Activity.
Produce word for word the lines of the data below running from the one that has "filename crates/openapi-catalog/src/operations.rs" to the one that has "let Some(item) = path_item.as_object()", inclusive, and no others.

----- Supplied data

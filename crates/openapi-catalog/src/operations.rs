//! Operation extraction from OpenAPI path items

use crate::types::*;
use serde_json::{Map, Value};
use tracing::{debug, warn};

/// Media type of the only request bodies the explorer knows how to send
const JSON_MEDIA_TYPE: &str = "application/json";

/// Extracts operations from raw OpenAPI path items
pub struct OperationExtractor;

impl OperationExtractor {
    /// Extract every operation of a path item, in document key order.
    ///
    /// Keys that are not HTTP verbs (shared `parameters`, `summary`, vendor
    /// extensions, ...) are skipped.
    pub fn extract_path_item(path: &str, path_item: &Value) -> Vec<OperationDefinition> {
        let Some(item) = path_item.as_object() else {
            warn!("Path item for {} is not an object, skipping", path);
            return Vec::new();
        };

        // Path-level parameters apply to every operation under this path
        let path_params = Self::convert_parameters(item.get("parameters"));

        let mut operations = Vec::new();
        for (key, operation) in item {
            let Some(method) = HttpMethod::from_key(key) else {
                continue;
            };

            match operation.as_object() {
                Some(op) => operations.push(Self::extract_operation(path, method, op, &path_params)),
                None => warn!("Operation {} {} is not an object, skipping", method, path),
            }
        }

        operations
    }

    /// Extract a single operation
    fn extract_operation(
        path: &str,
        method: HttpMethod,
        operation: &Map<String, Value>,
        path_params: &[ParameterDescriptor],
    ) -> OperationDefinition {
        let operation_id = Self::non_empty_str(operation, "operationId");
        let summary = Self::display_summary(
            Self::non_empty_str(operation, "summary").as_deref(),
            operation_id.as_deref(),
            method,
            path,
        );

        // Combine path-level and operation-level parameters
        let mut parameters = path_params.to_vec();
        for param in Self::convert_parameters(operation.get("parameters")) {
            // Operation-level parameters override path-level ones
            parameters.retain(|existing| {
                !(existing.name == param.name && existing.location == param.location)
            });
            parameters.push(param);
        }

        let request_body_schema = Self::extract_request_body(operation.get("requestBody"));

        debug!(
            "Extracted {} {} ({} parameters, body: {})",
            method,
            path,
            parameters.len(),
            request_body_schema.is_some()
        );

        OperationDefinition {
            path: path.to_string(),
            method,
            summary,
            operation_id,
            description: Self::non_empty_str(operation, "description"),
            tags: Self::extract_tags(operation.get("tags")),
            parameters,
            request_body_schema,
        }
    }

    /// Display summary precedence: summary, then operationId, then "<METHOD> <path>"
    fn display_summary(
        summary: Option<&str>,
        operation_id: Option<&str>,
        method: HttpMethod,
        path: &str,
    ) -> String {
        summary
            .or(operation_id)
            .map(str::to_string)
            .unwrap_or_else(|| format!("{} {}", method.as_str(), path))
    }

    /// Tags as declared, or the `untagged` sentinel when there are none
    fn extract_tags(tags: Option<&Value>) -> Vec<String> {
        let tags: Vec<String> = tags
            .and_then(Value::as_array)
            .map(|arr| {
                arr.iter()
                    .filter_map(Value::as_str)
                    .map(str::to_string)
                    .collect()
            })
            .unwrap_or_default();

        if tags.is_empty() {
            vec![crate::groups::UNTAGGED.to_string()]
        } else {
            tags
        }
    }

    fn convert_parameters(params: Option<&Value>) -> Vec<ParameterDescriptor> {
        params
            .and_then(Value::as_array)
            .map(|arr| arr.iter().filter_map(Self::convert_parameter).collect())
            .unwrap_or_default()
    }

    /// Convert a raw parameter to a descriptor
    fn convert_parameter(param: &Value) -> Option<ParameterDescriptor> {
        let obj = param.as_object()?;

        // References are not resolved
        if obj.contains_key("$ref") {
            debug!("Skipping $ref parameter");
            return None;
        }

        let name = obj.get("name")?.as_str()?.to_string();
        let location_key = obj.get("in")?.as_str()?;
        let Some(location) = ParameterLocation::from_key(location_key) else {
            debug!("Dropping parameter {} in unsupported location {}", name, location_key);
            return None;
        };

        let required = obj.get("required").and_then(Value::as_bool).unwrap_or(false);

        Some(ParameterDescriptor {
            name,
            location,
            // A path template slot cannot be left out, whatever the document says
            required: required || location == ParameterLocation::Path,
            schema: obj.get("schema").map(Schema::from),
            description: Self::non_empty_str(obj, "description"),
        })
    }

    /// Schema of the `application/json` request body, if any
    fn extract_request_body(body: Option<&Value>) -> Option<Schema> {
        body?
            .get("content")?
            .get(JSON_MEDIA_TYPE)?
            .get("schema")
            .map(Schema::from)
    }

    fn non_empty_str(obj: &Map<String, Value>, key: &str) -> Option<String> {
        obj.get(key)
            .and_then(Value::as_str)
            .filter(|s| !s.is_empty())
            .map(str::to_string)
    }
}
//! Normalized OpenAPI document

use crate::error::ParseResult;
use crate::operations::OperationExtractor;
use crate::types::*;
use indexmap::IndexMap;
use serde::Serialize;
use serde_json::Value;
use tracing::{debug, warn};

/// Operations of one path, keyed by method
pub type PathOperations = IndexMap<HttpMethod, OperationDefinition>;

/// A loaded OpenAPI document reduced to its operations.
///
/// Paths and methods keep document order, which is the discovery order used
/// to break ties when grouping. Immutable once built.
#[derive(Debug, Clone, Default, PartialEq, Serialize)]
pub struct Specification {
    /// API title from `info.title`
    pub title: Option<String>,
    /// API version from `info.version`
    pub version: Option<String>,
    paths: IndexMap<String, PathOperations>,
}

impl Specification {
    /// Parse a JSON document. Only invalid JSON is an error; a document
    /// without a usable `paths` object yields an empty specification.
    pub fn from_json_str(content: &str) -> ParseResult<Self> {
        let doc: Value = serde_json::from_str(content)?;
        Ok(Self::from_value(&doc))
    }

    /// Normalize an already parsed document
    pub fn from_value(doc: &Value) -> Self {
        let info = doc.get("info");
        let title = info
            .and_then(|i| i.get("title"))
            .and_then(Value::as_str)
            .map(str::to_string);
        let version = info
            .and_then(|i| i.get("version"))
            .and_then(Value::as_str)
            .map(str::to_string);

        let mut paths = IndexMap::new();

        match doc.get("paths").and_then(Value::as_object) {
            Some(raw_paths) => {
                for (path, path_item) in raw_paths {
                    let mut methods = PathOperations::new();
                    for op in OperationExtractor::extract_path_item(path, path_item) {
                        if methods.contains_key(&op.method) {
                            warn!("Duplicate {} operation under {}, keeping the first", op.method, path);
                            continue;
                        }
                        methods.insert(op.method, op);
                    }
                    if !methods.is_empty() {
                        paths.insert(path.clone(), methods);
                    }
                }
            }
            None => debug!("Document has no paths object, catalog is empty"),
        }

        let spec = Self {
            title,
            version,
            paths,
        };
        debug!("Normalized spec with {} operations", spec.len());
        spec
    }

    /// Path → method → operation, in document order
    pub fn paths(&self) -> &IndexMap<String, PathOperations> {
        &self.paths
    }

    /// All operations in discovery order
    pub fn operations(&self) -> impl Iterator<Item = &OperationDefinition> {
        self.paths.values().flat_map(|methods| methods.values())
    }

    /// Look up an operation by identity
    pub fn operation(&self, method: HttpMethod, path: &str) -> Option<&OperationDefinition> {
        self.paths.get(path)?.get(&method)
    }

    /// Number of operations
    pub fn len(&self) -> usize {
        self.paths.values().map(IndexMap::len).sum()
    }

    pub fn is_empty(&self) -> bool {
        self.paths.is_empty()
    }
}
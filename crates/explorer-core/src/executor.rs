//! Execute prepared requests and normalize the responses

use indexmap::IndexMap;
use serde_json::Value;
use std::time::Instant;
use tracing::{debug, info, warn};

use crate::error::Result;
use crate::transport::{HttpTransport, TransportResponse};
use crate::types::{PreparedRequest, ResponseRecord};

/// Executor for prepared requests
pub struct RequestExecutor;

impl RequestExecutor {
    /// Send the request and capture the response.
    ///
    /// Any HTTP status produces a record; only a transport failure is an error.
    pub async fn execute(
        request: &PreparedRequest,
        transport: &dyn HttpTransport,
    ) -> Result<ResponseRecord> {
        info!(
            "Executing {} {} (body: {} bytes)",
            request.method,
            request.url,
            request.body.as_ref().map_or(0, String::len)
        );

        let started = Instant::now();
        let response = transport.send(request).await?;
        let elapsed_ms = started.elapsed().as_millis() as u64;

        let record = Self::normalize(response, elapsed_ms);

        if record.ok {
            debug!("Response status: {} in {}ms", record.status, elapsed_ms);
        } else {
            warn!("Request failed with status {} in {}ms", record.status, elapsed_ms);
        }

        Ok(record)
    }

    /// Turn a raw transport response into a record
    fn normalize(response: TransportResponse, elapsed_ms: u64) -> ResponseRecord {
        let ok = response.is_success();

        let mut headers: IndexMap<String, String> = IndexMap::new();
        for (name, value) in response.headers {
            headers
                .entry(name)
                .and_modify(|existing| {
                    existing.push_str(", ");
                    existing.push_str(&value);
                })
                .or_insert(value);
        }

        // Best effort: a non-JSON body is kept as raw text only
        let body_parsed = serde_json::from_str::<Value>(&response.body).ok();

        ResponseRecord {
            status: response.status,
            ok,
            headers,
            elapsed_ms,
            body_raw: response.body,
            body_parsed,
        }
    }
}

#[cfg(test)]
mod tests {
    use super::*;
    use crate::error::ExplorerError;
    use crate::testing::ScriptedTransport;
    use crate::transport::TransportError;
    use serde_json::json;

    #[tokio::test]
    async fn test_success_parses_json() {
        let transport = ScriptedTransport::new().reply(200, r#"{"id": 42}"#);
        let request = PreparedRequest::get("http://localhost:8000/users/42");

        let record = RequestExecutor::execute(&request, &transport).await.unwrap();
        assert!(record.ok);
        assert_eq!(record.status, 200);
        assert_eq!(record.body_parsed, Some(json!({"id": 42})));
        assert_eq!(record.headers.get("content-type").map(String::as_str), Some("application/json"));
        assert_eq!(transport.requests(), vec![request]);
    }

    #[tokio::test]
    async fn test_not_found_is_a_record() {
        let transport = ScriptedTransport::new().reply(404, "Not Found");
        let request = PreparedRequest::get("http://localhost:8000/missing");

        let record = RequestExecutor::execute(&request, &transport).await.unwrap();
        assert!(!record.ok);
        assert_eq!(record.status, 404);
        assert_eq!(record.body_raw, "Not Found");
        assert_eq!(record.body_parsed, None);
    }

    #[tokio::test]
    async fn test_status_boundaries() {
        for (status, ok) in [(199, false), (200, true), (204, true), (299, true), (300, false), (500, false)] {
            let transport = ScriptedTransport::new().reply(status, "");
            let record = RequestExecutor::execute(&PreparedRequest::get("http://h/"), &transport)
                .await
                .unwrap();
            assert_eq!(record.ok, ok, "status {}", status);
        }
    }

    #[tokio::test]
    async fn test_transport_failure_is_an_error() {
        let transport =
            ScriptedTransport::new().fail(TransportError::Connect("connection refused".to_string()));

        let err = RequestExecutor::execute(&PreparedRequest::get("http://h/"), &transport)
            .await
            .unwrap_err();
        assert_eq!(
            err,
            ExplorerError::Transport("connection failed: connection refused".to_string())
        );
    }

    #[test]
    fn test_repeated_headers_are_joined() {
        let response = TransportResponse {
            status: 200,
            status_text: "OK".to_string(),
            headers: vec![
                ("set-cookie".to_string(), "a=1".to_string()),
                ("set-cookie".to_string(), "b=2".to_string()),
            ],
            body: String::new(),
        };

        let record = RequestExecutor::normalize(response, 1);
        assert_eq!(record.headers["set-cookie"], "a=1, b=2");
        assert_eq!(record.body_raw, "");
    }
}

----------
----- Supplied data

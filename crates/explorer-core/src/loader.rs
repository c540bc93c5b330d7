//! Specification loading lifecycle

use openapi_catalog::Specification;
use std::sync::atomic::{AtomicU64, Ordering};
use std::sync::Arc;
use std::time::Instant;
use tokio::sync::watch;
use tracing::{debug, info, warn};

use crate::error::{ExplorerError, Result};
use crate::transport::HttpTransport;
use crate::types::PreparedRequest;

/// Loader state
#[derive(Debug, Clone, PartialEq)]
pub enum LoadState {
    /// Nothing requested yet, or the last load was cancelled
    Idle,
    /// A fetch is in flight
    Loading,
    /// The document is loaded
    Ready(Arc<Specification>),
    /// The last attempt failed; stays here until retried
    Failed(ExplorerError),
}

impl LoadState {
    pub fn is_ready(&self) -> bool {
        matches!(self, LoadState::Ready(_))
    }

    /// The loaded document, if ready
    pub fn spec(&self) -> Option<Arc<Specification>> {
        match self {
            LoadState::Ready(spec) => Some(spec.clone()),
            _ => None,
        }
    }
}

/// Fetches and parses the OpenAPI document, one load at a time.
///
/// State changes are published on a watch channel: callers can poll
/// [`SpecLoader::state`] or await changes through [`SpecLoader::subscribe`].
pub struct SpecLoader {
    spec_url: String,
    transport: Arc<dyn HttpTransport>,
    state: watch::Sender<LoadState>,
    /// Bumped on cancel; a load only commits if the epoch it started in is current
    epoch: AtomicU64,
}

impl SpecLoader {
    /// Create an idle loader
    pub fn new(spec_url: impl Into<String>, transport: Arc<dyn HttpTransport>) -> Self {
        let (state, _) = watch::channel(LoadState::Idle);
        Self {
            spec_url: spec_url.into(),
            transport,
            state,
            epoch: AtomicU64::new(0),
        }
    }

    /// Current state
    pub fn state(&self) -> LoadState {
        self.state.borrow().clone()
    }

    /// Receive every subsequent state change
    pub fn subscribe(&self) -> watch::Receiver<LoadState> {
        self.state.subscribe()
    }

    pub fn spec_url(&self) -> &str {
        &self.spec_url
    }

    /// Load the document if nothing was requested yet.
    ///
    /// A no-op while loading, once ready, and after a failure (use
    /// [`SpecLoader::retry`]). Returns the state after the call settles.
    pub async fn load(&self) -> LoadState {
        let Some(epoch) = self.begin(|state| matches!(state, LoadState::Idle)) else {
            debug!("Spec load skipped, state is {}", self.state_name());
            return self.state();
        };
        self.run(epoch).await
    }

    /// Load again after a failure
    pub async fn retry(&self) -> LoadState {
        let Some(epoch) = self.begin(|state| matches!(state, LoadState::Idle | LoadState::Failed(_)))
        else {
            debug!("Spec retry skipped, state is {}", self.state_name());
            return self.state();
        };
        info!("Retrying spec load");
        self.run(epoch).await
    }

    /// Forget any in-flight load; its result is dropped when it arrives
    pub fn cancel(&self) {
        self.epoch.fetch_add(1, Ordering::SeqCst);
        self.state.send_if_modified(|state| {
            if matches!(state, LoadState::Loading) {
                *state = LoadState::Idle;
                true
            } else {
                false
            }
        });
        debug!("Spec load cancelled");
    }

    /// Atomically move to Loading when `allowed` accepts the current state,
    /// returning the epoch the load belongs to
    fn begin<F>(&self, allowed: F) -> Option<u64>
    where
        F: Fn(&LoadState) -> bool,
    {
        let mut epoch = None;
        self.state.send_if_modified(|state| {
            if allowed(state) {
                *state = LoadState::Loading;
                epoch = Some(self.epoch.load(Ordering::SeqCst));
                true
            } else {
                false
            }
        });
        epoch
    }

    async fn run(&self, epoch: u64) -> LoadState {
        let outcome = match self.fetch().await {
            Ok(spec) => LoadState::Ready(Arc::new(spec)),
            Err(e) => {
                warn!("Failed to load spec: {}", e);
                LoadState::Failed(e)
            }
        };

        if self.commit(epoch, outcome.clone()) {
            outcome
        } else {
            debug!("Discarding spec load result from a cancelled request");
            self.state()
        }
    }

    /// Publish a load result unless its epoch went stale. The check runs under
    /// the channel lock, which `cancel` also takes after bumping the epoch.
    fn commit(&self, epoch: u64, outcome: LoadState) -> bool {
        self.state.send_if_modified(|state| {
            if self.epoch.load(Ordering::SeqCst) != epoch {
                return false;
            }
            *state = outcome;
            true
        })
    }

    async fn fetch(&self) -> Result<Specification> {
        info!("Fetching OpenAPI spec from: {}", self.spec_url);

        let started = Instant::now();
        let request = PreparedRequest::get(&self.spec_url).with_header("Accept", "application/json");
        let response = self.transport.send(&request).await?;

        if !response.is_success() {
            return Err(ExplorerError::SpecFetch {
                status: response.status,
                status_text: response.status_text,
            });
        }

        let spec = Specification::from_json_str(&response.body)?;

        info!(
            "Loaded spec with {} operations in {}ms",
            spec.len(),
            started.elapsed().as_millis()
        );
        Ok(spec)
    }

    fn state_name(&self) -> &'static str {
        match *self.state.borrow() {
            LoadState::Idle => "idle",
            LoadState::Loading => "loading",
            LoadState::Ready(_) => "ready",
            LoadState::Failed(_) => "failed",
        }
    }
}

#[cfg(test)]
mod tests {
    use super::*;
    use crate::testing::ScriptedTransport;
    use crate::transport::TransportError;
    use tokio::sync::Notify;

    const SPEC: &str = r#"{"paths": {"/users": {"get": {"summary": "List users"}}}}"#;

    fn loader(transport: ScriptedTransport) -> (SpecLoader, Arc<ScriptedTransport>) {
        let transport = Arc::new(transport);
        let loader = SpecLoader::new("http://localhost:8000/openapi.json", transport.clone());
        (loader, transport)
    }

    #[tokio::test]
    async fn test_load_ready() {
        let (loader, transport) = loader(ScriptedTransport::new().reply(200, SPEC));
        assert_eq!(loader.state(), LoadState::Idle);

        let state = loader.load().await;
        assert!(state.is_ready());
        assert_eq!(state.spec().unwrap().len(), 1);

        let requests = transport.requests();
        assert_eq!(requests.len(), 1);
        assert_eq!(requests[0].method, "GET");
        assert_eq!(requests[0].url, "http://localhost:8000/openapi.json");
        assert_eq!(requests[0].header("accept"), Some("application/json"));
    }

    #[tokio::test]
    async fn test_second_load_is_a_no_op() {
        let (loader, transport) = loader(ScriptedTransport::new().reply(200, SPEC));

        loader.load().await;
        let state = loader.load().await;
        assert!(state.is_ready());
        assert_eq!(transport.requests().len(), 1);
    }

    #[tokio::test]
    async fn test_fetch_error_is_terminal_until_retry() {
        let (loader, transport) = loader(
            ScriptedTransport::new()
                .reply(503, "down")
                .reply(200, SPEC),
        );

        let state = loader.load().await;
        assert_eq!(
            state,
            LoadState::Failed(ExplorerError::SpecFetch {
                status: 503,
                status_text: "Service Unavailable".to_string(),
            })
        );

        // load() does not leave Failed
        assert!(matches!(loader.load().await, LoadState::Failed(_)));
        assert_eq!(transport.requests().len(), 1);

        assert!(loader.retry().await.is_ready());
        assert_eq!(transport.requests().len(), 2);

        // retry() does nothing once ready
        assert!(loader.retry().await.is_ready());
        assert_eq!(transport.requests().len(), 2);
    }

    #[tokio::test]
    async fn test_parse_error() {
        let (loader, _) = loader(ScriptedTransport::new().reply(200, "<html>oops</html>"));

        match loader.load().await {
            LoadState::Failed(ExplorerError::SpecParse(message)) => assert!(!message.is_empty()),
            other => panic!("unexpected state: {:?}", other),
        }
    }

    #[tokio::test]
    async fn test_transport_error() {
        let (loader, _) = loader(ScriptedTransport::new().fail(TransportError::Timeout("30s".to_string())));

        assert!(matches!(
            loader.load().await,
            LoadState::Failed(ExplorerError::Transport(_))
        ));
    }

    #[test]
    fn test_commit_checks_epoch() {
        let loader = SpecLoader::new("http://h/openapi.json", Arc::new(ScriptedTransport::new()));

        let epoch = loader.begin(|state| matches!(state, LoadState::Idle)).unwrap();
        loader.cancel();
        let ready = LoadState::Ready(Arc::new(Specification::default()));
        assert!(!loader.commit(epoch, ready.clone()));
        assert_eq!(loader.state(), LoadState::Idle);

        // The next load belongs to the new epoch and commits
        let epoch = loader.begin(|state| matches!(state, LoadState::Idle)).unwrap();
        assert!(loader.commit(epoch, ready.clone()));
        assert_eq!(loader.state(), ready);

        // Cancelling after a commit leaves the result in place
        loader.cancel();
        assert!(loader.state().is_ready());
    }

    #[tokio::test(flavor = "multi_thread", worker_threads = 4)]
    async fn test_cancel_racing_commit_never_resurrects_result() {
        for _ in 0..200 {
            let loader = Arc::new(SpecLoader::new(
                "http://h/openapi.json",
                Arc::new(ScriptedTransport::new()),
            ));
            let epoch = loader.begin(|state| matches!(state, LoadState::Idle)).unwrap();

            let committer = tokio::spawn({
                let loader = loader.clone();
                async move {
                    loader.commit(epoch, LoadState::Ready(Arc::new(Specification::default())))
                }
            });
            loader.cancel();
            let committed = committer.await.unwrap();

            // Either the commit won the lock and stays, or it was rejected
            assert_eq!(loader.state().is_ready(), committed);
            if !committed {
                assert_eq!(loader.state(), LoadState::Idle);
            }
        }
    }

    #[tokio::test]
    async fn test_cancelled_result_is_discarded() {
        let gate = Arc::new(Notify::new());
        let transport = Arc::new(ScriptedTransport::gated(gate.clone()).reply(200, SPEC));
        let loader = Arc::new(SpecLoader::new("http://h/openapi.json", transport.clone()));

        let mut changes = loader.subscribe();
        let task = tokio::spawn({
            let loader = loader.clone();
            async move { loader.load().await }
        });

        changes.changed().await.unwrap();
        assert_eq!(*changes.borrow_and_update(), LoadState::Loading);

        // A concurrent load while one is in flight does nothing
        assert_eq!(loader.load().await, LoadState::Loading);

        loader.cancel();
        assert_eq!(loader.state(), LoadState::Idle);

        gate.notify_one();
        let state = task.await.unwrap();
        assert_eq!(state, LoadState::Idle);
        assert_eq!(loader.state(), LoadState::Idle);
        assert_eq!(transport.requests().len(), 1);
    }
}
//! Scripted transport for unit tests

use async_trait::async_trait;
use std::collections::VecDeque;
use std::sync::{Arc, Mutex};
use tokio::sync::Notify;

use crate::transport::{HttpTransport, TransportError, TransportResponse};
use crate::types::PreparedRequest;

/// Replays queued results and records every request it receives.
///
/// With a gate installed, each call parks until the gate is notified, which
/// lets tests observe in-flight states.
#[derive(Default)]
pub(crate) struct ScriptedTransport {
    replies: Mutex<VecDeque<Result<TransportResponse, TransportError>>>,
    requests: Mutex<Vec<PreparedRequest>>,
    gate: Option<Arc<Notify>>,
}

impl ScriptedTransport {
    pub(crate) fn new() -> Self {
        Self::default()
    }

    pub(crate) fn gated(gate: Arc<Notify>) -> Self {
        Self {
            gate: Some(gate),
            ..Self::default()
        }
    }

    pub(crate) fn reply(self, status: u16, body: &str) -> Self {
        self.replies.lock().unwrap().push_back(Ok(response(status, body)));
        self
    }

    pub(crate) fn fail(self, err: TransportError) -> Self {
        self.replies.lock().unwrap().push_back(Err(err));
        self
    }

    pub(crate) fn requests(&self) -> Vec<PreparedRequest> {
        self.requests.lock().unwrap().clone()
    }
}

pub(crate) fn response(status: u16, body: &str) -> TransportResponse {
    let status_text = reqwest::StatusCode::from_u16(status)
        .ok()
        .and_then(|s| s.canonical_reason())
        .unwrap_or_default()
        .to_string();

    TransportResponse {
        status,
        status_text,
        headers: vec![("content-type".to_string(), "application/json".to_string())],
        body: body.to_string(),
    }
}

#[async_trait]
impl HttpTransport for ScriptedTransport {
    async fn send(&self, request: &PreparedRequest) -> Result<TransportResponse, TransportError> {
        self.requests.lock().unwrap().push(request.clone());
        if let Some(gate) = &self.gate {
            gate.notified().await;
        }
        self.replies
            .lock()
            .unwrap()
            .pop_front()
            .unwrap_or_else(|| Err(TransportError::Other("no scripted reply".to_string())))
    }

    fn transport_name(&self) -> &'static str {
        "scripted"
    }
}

----------
----- Supplied data

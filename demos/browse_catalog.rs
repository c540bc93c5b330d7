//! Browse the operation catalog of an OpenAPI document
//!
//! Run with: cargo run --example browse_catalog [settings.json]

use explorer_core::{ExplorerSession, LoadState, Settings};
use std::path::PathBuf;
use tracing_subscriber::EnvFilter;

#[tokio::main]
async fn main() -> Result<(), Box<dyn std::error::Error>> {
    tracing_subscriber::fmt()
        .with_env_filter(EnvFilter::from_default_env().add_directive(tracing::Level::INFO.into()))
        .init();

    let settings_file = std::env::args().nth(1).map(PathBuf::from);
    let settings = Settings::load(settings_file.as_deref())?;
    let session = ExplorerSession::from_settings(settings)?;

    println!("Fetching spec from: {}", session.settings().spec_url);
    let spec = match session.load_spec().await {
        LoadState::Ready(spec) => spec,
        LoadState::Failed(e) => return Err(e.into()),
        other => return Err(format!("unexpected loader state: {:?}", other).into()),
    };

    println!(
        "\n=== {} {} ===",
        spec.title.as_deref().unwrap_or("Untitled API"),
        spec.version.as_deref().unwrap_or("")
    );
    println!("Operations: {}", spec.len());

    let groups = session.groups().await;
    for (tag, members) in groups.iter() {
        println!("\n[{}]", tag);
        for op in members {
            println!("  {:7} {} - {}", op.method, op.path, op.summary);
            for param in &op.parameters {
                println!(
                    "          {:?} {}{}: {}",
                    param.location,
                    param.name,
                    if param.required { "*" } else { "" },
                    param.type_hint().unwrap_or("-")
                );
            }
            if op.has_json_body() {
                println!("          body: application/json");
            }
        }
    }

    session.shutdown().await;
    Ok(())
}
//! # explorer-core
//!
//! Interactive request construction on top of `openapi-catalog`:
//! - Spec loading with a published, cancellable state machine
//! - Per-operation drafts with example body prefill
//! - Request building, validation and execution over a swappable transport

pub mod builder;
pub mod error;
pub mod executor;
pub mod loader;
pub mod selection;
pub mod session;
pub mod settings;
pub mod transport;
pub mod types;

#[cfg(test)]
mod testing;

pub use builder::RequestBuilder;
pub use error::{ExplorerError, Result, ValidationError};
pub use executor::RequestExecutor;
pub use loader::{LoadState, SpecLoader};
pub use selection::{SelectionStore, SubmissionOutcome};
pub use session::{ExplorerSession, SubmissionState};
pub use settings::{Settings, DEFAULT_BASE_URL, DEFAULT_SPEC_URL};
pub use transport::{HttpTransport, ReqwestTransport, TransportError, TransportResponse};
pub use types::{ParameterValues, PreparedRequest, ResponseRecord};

----------

Task answer.
filename crates/openapi-catalog/src/operations.rs
//! Operation extraction from OpenAPI path items

use crate::types::*;
use serde_json::{Map, Value};
use tracing::{debug, warn};

/// Media type of the only request bodies the explorer knows how to send
const JSON_MEDIA_TYPE: &str = "application/json";

/// Extracts operations from raw OpenAPI path items
pub struct OperationExtractor;

impl OperationExtractor {
    /// Extract every operation of a path item, in document key order.
    ///
    /// Keys that are not HTTP verbs (shared `parameters`, `summary`, vendor
    /// extensions, ...) are skipped.
    pub fn extract_path_item(path: &str, path_item: &Value) -> Vec<OperationDefinition> {
        let Some(item) = path_item.as_object() else {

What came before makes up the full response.